Global warming shares the blame for Europe’s cold weather

That is according to Vladimir Petoukhov, a climate scientist at the Potsdam Institute for Climate Impact Research in Germany.

He says there are two main causes. One is a positive North Atlantic Oscillation (NAO) and the other low levels of sea ice in the Barents-Kara Sea, north of Norway and Russia. These two phenomena interact with and amplify each other. The latter is caused by global warming.

Other causes include reduced solar activity and changes in the Gulf Stream but are less strongly correlated.

Please note Petoukhov is not predicting the coldest European winter in 1000 years, nor is any other scientist. A story to that effect seems to have originated in a Polish tabloid newspaper, which made it up.

Arctic ice volume as of last September has never been lower

Climate Progress has a look at Arctic ice volume story.

Tamino, back in October, dealt with Arctic ice area which turned out to be the third lowest in modern times and smack on his longer term declining trend.

Veron on the world’s coral reefs

Climate Progress also features John “Charlie” Veron on the grim future of coral reefs this century.

the science is clear: Unless we change the way we live, the Earth’s coral reefs will be utterly destroyed within our children’s lifetimes.

On our current trajectory of increasing atmospheric CO2, we can expect that by 2030 to 2050 the acidification process will be affecting all the oceans of the world to some degree. At that point, the relatively cool, deep-water tropical regions that have offered refuges to corals from temperature stress will be those most affected by acidification.

The atmospheric levels of CO2 we are already committed to reach, no matter what mitigation is now implemented, have no equal over the entire longevity of the Great Barrier Reef, perhaps 25 million years. And most significantly, the rate of CO2 increase we are now experiencing has no precedent in all known geological history.

Reefs are the ocean’s canaries and we must hear their call. This call is not just for themselves, for the other great ecosystems of the ocean stand behind reefs like a row of dominoes. If coral reefs fail, the rest will follow in rapid succession, and the Sixth Mass Extinction will be upon us — and will be of our making.

We won’t get a four metre sea level rise the but threat to tropical forests is ‘greater than suspected’

That’s according to a new review of climate predictions by the Hadley Centre.

Alaskan wildfires threaten runaway climate change

That’s according to a new study:

This is the first study to reveal that fires in the Alaskan interior – an area spanning 18.5 million hectares – have become more severe in the past 10 years, and have released much more carbon into the atmosphere than was stored by the region’s forests over the same period.

The carbon sink is becoming a source.

It’s crawling with life down there

For something a little different, John D sent me this link about an extensive biological community living in porous rock deep beneath the seafloor in the basalt layer. The pool of organic carbon down there is about the same size as the pool of atmospheric carbon dioxide. This alters our ideas of the oceanic carbon cycle.

I was reminded of a similar article in the New Scientist where they found life in the gabbroic layer below the basalt.

And back on the local scene

Two climate change activists chained themselves to a conveyor belt carrying coal to one of Australia’s largest power stations on Saturday, temporarily shutting the belt down.

Xstrata said its own mining operations had not been disrupted, but at least they tried.

31 thoughts on “Climate clippings 6”

  1. p. a. travers, would you assess selecting, assembling, summarising and posting the above as nothing?

    There was a time last night well after midnight when I almost said “stuff it” and went to bed.

  2. The “what are you doing” question is one of the more irritating ones, IMO. Mostly because it’s so often constructed as a no win situation – whatever your response, it will be challenged as not the best one.

    Although there are fun answers… from “I’m committed to being a vegetarian” to “I subsidise coal fired electricity generators by selling the RECS from my PV”. I got an incredibly hostile response the other day when I suggested that owning and driving a car was not environmentally responsible for a healthy 20 year old.

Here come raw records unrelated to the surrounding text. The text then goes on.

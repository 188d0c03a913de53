//! HTTP header map recorded for each migrated resource.

use serde::ser::{Serialize, SerializeMap, Serializer};

/// Header names a sidecar may carry.
#[derive(Debug, Clone, Copy, PartialEq, Eq, Hash)]
pub enum Header {
    /// `Link`: one `rel="type"` entry per type statement.
    Link,
    /// `Content-Type`: declared MIME types.
    ContentType,
    /// `Location`: external body URL.
    Location,
    /// `Content-Location`: external body URL.
    ContentLocation,
}

impl Header {
    /// Returns the HTTP header name.
    #[must_use]
    pub fn as_str(self) -> &'static str {
        match self {
            Header::Link => "Link",
            Header::ContentType => "Content-Type",
            Header::Location => "Location",
            Header::ContentLocation => "Content-Location",
        }
    }
}

/// Insertion-ordered map from header name to its values.
///
/// Serializes as a JSON object whose keys appear in first-insertion order.
#[derive(Debug, Clone, Default, PartialEq, Eq)]
pub struct HeaderMap {
    entries: Vec<(Header, Vec<String>)>,
}

impl HeaderMap {
    /// Creates an empty map.
    #[must_use]
    pub fn new() -> Self {
        Self::default()
    }

    /// Appends a value to a header, creating the header if absent.
    pub fn append(&mut self, header: Header, value: impl Into<String>) {
        match self.entries.iter_mut().find(|(h, _)| *h == header) {
            Some((_, values)) => values.push(value.into()),
            None => self.entries.push((header, vec![value.into()])),
        }
    }

    /// Replaces all values of a header. An existing header keeps its position.
    pub fn set(&mut self, header: Header, values: Vec<String>) {
        match self.entries.iter_mut().find(|(h, _)| *h == header) {
            Some((_, existing)) => *existing = values,
            None => self.entries.push((header, values)),
        }
    }

    /// Returns the values of a header, if present.
    #[must_use]
    pub fn get(&self, header: Header) -> Option<&[String]> {
        self.entries
            .iter()
            .find(|(h, _)| *h == header)
            .map(|(_, values)| values.as_slice())
    }

    /// Header names in insertion order.
    pub fn names(&self) -> impl Iterator<Item = Header> + '_ {
        self.entries.iter().map(|(h, _)| *h)
    }

    /// Returns true if no header has been recorded.
    #[must_use]
    pub fn is_empty(&self) -> bool {
        self.entries.is_empty()
    }
}

impl Serialize for HeaderMap {
    fn serialize<S: Serializer>(&self, serializer: S) -> Result<S::Ok, S::Error> {
        let mut map = serializer.serialize_map(Some(self.entries.len()))?;
        for (header, values) in &self.entries {
            map.serialize_entry(header.as_str(), values)?;
        }
        map.end()
    }
}

/// Builds the `Link` value declaring `iri` as a type of the resource.
#[must_use]
pub fn type_link(iri: &str) -> String {
    format!("<{}>; rel=\"type\"", iri)
}
//! Vocabulary consumed by the upgrade engine.
//!
//! Full IRIs only; prefixed forms are produced by the serializer from
//! [`PREFIXES`].

/// `rdf:type`.
pub const RDF_TYPE: &str = "http://www.w3.org/1999/02/22-rdf-syntax-ns#type";
/// `rdf:langString`, the datatype of language-tagged literals.
pub const RDF_LANG_STRING: &str = "http://www.w3.org/1999/02/22-rdf-syntax-ns#langString";
/// `xsd:string`, the datatype of plain literals.
pub const XSD_STRING: &str = "http://www.w3.org/2001/XMLSchema#string";

/// `ldp:NonRDFSource`: marks a binary resource description.
pub const LDP_NON_RDF_SOURCE: &str = "http://www.w3.org/ns/ldp#NonRDFSource";
/// `ldp:Container`: the base container type.
pub const LDP_CONTAINER: &str = "http://www.w3.org/ns/ldp#Container";
/// `ldp:BasicContainer`: the default concrete container type.
pub const LDP_BASIC_CONTAINER: &str = "http://www.w3.org/ns/ldp#BasicContainer";
/// `ldp:DirectContainer`.
pub const LDP_DIRECT_CONTAINER: &str = "http://www.w3.org/ns/ldp#DirectContainer";
/// `ldp:IndirectContainer`.
pub const LDP_INDIRECT_CONTAINER: &str = "http://www.w3.org/ns/ldp#IndirectContainer";

/// Concrete container subtypes. Any one of these satisfies the successor
/// format's requirement for an explicit container type.
pub const LDP_CONTAINER_TYPES: &[&str] = &[
    LDP_BASIC_CONTAINER,
    LDP_DIRECT_CONTAINER,
    LDP_INDIRECT_CONTAINER,
];

/// `ebucore:hasMimeType`.
pub const EBUCORE_HAS_MIME_TYPE: &str =
    "http://www.ebu.ch/metadata/ontologies/ebucore/ebucore#hasMimeType";

/// Well-known prefixes, as `(prefix, namespace IRI)` pairs.
pub const PREFIXES: &[(&str, &str)] = &[
    ("rdf", "http://www.w3.org/1999/02/22-rdf-syntax-ns#"),
    ("rdfs", "http://www.w3.org/2000/01/rdf-schema#"),
    ("xsd", "http://www.w3.org/2001/XMLSchema#"),
    ("ldp", "http://www.w3.org/ns/ldp#"),
    ("ebucore", "http://www.ebu.ch/metadata/ontologies/ebucore/ebucore#"),
    ("fedora", "http://fedora.info/definitions/v4/repository#"),
    ("premis", "http://www.loc.gov/premis/rdf/v1#"),
    ("dc", "http://purl.org/dc/elements/1.1/"),
    ("dcterms", "http://purl.org/dc/terms/"),
];

/// Returns true if `iri` is one of the concrete container subtypes.
#[must_use]
pub fn is_concrete_container_type(iri: &str) -> bool {
    LDP_CONTAINER_TYPES.contains(&iri)
}
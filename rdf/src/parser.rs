//! Turtle parsing into an owned [`ResourceGraph`].
//!
//! Parsing is delegated to `sophia_turtle`; every parsed triple is converted
//! into owned [`model::Term`](crate::model::Term) values in document order.

use sophia_api::source::{StreamError, TripleSource};
use sophia_api::term::{Term as SophiaTerm, TermKind};
use sophia_api::triple::Triple as _;
use sophia_turtle::parser::turtle;
use thiserror::Error;

use crate::model::{Literal, ResourceGraph, Term, Triple};

/// Errors raised while parsing a description file.
#[derive(Debug, Error)]
pub enum ParseError {
    /// The document is not valid Turtle.
    #[error("invalid turtle: {0}")]
    Syntax(String),
    /// The document uses a generalized term (variable or quoted triple).
    #[error("unsupported {kind} term in turtle document")]
    UnsupportedTerm {
        /// Kind of the offending term.
        kind: &'static str,
    },
}

/// Parses a Turtle document.
///
/// The parser normalizes language tags to lowercase and relabels anonymous
/// blank nodes, so a parsed and re-serialized document is equal to its
/// source only up to blank-node labels and language-tag case.
///
/// # Errors
///
/// Returns [`ParseError::Syntax`] if the text is not valid Turtle, or
/// [`ParseError::UnsupportedTerm`] if it contains terms outside plain RDF.
pub fn parse_turtle(text: &str) -> Result<ResourceGraph, ParseError> {
    let mut graph = ResourceGraph::new();
    turtle::parse_str(text)
        .try_for_each_triple(|t| -> Result<(), ParseError> {
            graph.insert(Triple::new(
                to_owned_term(t.s())?,
                to_owned_term(t.p())?,
                to_owned_term(t.o())?,
            ));
            Ok(())
        })
        .map_err(|e| match e {
            StreamError::SourceError(e) => ParseError::Syntax(e.to_string()),
            StreamError::SinkError(e) => e,
        })?;
    Ok(graph)
}

fn to_owned_term<T: SophiaTerm>(term: T) -> Result<Term, ParseError> {
    match term.kind() {
        TermKind::Iri => term
            .iri()
            .map(|iri| Term::Iri(iri.as_str().to_owned()))
            .ok_or(ParseError::UnsupportedTerm { kind: "iri" }),
        TermKind::BlankNode => term
            .bnode_id()
            .map(|id| Term::BlankNode(id.as_str().to_owned()))
            .ok_or(ParseError::UnsupportedTerm { kind: "blank node" }),
        TermKind::Literal => {
            let lexical = term
                .lexical_form()
                .ok_or(ParseError::UnsupportedTerm { kind: "literal" })?
                .to_string();
            if let Some(tag) = term.language_tag() {
                return Ok(Term::Literal(Literal::tagged(lexical, tag.as_str())));
            }
            match term.datatype() {
                Some(dt) => Ok(Term::Literal(Literal::typed(lexical, dt.as_str()))),
                None => Ok(Term::Literal(Literal::plain(lexical))),
            }
        }
        TermKind::Triple => Err(ParseError::UnsupportedTerm { kind: "quoted triple" }),
        TermKind::Variable => Err(ParseError::UnsupportedTerm { kind: "variable" }),
    }
}

#[cfg(test)]
mod tests {
    use super::*;
    use crate::vocab::{EBUCORE_HAS_MIME_TYPE, LDP_CONTAINER, RDF_TYPE, XSD_STRING};

    const RESOURCE: &str = r#"
@prefix ldp: <http://www.w3.org/ns/ldp#> .
@prefix ebucore: <http://www.ebu.ch/metadata/ontologies/ebucore/ebucore#> .
@prefix dc: <http://purl.org/dc/elements/1.1/> .

<http://localhost:8080/rest/a>
    a ldp:Container ;
    ebucore:hasMimeType "text/plain" ;
    dc:title "Titre"@fr ;
    dc:extent "42"^^<http://www.w3.org/2001/XMLSchema#integer> .
"#;

    #[test]
    fn parses_all_triples_in_document_order() {
        let graph = parse_turtle(RESOURCE).expect("parse");
        assert_eq!(graph.len(), 4);
        let first = graph.iter().next().expect("first triple");
        assert!(first.predicate.is_iri(RDF_TYPE));
        assert!(first.object.is_iri(LDP_CONTAINER));
    }

    #[test]
    fn literals_keep_datatype_and_language() {
        let graph = parse_turtle(RESOURCE).expect("parse");
        let mime = graph
            .iter()
            .find(|t| t.predicate.is_iri(EBUCORE_HAS_MIME_TYPE))
            .and_then(|t| t.object.as_literal())
            .expect("mime literal");
        assert_eq!(mime.value(), "text/plain");
        assert_eq!(mime.datatype, XSD_STRING);

        let title = graph
            .iter()
            .filter_map(|t| t.object.as_literal())
            .find(|l| l.language.is_some())
            .expect("tagged literal");
        assert_eq!(title.language.as_deref(), Some("fr"));
    }

    #[test]
    fn region_tags_and_anonymous_nodes_survive_reserialization() {
        let text = r#"<http://x/a> <http://x/label> "colour"@en-GB ;
            <http://x/part> [ <http://x/name> "v" ] ."#;
        let graph = parse_turtle(text).expect("parse");
        let reparsed = parse_turtle(&crate::serializer::turtle::to_turtle(&graph))
            .expect("reparse");
        assert_eq!(reparsed.len(), 3);

        let tag = reparsed
            .iter()
            .filter_map(|t| t.object.as_literal())
            .find_map(|l| l.language.clone())
            .expect("tagged literal");
        assert!(tag.eq_ignore_ascii_case("en-GB"));
        assert!(reparsed
            .iter()
            .any(|t| matches!(t.object, crate::model::Term::BlankNode(_))));
    }

    #[test]
    fn syntax_errors_are_reported() {
        let err = parse_turtle("<http://x/a> a").expect_err("truncated turtle");
        assert!(matches!(err, ParseError::Syntax(_)));
    }

    #[test]
    fn empty_document_yields_empty_graph() {
        assert!(parse_turtle("").expect("parse").is_empty());
    }
}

  3. Moz #5, if the healthy 20 year old is an art or music student with heavy equipment they need to cart around for their studies, I have some sympathy for them. What irks me are the healthy 20 year olds who aren’t so encumbered, and who think it is their right as an individual to drive alone to our campus from the immediately surrounding suburbs and have a parking space waiting for them, even if it means clearing swathes of native vegetation to make room for car parks.

  4. @9- are you confusing Moz with Murph?
    The articles linked to have no relationship to attempting to disprove global warming/climate change.
    Apologies if a link of Moz’ is somewhere on this thread.

  5. Moz said:

    The “what are you doing” question is one of the more irritating ones, IMO. Mostly because it’s so often constructed as a no win situation – whatever your response, it will be challenged as not the best one.

    It is. It is also disingenuous because the challenger typically assails those who are beyond reproach in their commitment to low-carbon lifestyles as “hair shirt eco-f*sc*sts who want us to go live in caves so that the first world can subsidise the world’s poor by giving money to grant-grubbing scientists who support big taxing ‘Algore’ scams to bring down civilisation”. They often add “and for the record, I recycle my plastic and have a 20-year-old car.”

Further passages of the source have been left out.